▶ _DATASET EXCERPTS_
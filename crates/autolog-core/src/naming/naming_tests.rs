#![allow(non_snake_case)]

use super::*;

// derive_log_key tests

#[test]
fn derive_log_key___camel_case___uppercases_first_letter() {
    assert_eq!(derive_log_key("armAngle"), "ArmAngle");
    assert_eq!(derive_log_key("angleRad"), "AngleRad");
}

#[test]
fn derive_log_key___already_capitalized___unchanged() {
    assert_eq!(derive_log_key("ArmAngle"), "ArmAngle");
}

#[test]
fn derive_log_key___preserves_rest_of_name() {
    assert_eq!(derive_log_key("aBC_def"), "ABC_def");
}

#[test]
fn derive_log_key___dotless_i___is_not_locale_mapped() {
    // A Turkish locale would map `i` to `İ`; ASCII rules always give `I`.
    assert_eq!(derive_log_key("iterations"), "Iterations");
}

#[test]
fn derive_log_key___non_ascii_first_char___unchanged() {
    assert_eq!(derive_log_key("ärm"), "ärm");
}

#[test]
fn derive_log_key___empty___returns_empty() {
    assert_eq!(derive_log_key(""), "");
}

// derive_accessors tests

#[test]
fn derive_accessors___builds_get_and_set_names() {
    let accessors = derive_accessors("currentAmps");

    assert_eq!(accessors.getter, "getCurrentAmps");
    assert_eq!(accessors.setter, "setCurrentAmps");
}

// auto_logged_name tests

#[test]
fn auto_logged_name___appends_suffix() {
    assert_eq!(auto_logged_name("Arm"), "ArmAutoLogged");
}

// to_camel_case tests

#[test]
fn to_camel_case___converts_snake_case() {
    assert_eq!(to_camel_case("angle_rad"), "angleRad");
    assert_eq!(to_camel_case("current_amps_per_motor"), "currentAmpsPerMotor");
}

#[test]
fn to_camel_case___handles_edge_underscores() {
    assert_eq!(to_camel_case("_leading"), "leading");
    assert_eq!(to_camel_case("trailing_"), "trailing");
    assert_eq!(to_camel_case("foo__bar"), "fooBar");
}

#[test]
fn to_camel_case___simple_word___unchanged() {
    assert_eq!(to_camel_case("voltage"), "voltage");
    assert_eq!(to_camel_case(""), "");
}
//! autolog-core - Field-to-codec mapping engine for auto-logged inputs
//!
//! Given a class marked as auto-loggable, this crate decides how each field is
//! written to and read from a [`LogTable`], and produces a [`GeneratedUnit`]
//! describing the derived `<Name>AutoLogged` class:
//!
//! - [`classify`](mod@classify) maps a [`DeclaredType`] to a [`CodecTag`]
//! - [`naming`] derives log keys and accessor names
//! - [`emit`](mod@emit) assembles the serialize, deserialize and clone bodies
//! - [`diagnostics`] describes unsupported fields and rejected classes
//! - [`processor`] runs a whole batch and collects units plus diagnostics
//! - [`parse`] builds descriptors from Rust source with `syn`
//!
//! The crate also carries the small runtime the generated code targets:
//! [`LogTable`], [`LogValue`] and the [`LoggableInputs`] capability.
//!
//! # Pipeline
//!
//! ```text
//! ClassDescriptor ─→ [classify] ─→ CodecTag per field
//!                 ─→ [naming]   ─→ log key + accessors
//!                 ─→ [emit]     ─→ GeneratedUnit ─→ renderer (Rust tokens / Kotlin)
//!                         └────────→ Diagnostic ─→ DiagnosticSink
//! ```

pub mod classify;
pub mod diagnostics;
pub mod emit;
mod error;
pub mod model;
pub mod naming;
pub mod parse;
pub mod processor;
mod table;
mod unit;

pub use classify::{CodecTag, classify};
pub use diagnostics::{Diagnostic, DiagnosticKind, DiagnosticSink, Severity, TracingSink};
pub use emit::{check_unique_keys, emit};
pub use error::{ClassError, PersistError, UnsupportedType};
pub use model::{
    ClassDescriptor, DeclaredType, FieldDescriptor, IntegerKind, Primitive, SequenceKind,
};
pub use processor::{
    ClassOutcome, DescriptorEntry, GenerationReport, Selector, TaggedSelector, UnitWriter, generate,
    generate_selected, process_class,
};
pub use table::{LogTable, LogValue, LoggableInputs};
pub use unit::{Capability, CopyMode, FieldRef, GeneratedUnit, Statement};

/// Suffix appended to the base class name to form the generated class name.
pub const AUTO_LOGGED_SUFFIX: &str = "AutoLogged";

/// Prelude module for convenient imports
pub mod prelude {
    pub use crate::{
        ClassDescriptor, CodecTag, DeclaredType, Diagnostic, FieldDescriptor, GeneratedUnit,
        GenerationReport, LogTable, LogValue, LoggableInputs, Primitive, Severity,
    };
}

▶ _EXERCISE OBJECTIVE_
Your task is to return all of the material exactly.

▶ _RESPONSE_
filename crates/autolog-core/src/naming/naming_tests.rs
#![allow(non_snake_case)]

use super::*;

// derive_log_key tests

#[test]
fn derive_log_key___camel_case___uppercases_first_letter() {
    assert_eq!(derive_log_key("armAngle"), "ArmAngle");
    assert_eq!(derive_log_key("angleRad"), "AngleRad");
}

#[test]
fn derive_log_key___already_capitalized___unchanged() {
    assert_eq!(derive_log_key("ArmAngle"), "ArmAngle");
}

#[test]
fn derive_log_key___preserves_rest_of_name() {
    assert_eq!(derive_log_key("aBC_def"), "ABC_def");
}

#[test]
fn derive_log_key___dotless_i___is_not_locale_mapped() {
    // A Turkish locale would map `i` to `İ`; ASCII rules always give `I`.
    assert_eq!(derive_log_key("iterations"), "Iterations");
}

#[test]
fn derive_log_key___non_ascii_first_char___unchanged() {
    assert_eq!(derive_log_key("ärm"), "ärm");
}

#[test]
fn derive_log_key___empty___returns_empty() {
    assert_eq!(derive_log_key(""), "");
}

// derive_accessors tests

#[test]
fn derive_accessors___builds_get_and_set_names() {
    let accessors = derive_accessors("currentAmps");

    assert_eq!(accessors.getter, "getCurrentAmps");
    assert_eq!(accessors.setter, "setCurrentAmps");
}

// auto_logged_name tests

#[test]
fn auto_logged_name___appends_suffix() {
    assert_eq!(auto_logged_name("Arm"), "ArmAutoLogged");
}

// to_camel_case tests

#[test]
fn to_camel_case___converts_snake_case() {
    assert_eq!(to_camel_case("angle_rad"), "angleRad");
    assert_eq!(to_camel_case("current_amps_per_motor"), "currentAmpsPerMotor");
}

#[test]
fn to_camel_case___handles_edge_underscores() {
    assert_eq!(to_camel_case("_leading"), "leading");
    assert_eq!(to_camel_case("trailing_"), "trailing");
    assert_eq!(to_camel_case("foo__bar"), "fooBar");
}

#[test]
fn to_camel_case___simple_word___unchanged() {
    assert_eq!(to_camel_case("voltage"), "voltage");
    assert_eq!(to_camel_case(""), "");
}
//! autolog-core - Field-to-codec mapping engine for auto-logged inputs
//!
//! Given a class marked as auto-loggable, this crate decides how each field is
//! written to and read from a [`LogTable`], and produces a [`GeneratedUnit`]
//! describing the derived `<Name>AutoLogged` class:
//!
//! - [`classify`](mod@classify) maps a [`DeclaredType`] to a [`CodecTag`]
//! - [`naming`] derives log keys and accessor names
//! - [`emit`](mod@emit) assembles the serialize, deserialize and clone bodies
//! - [`diagnostics`] describes unsupported fields and rejected classes
//! - [`processor`] runs a whole batch and collects units plus diagnostics
//! - [`parse`] builds descriptors from Rust source with `syn`
//!
//! The crate also carries the small runtime the generated code targets:
//! [`LogTable`], [`LogValue`] and the [`LoggableInputs`] capability.
//!
//! # Pipeline
//!
//! ```text
//! ClassDescriptor ─→ [classify] ─→ CodecTag per field
//!                 ─→ [naming]   ─→ log key + accessors
//!                 ─→ [emit]     ─→ GeneratedUnit ─→ renderer (Rust tokens / Kotlin)
//!                         └────────→ Diagnostic ─→ DiagnosticSink
//! ```

pub mod classify;
pub mod diagnostics;
pub mod emit;
mod error;
pub mod model;
pub mod naming;
pub mod parse;
pub mod processor;
mod table;
mod unit;

pub use classify::{CodecTag, classify};
pub use diagnostics::{Diagnostic, DiagnosticKind, DiagnosticSink, Severity, TracingSink};
pub use emit::{check_unique_keys, emit};
pub use error::{ClassError, PersistError, UnsupportedType};
pub use model::{
    ClassDescriptor, DeclaredType, FieldDescriptor, IntegerKind, Primitive, SequenceKind,
};
pub use processor::{
    ClassOutcome, DescriptorEntry, GenerationReport, Selector, TaggedSelector, UnitWriter, generate,
    generate_selected, process_class,
};
pub use table::{LogTable, LogValue, LoggableInputs};
pub use unit::{Capability, CopyMode, FieldRef, GeneratedUnit, Statement};

/// Suffix appended to the base class name to form the generated class name.
pub const AUTO_LOGGED_SUFFIX: &str = "AutoLogged";

/// Prelude module for convenient imports
pub mod prelude {
    pub use crate::{
        ClassDescriptor, CodecTag, DeclaredType, Diagnostic, FieldDescriptor, GeneratedUnit,
        GenerationReport, LogTable, LogValue, LoggableInputs, Primitive, Severity,
    };
}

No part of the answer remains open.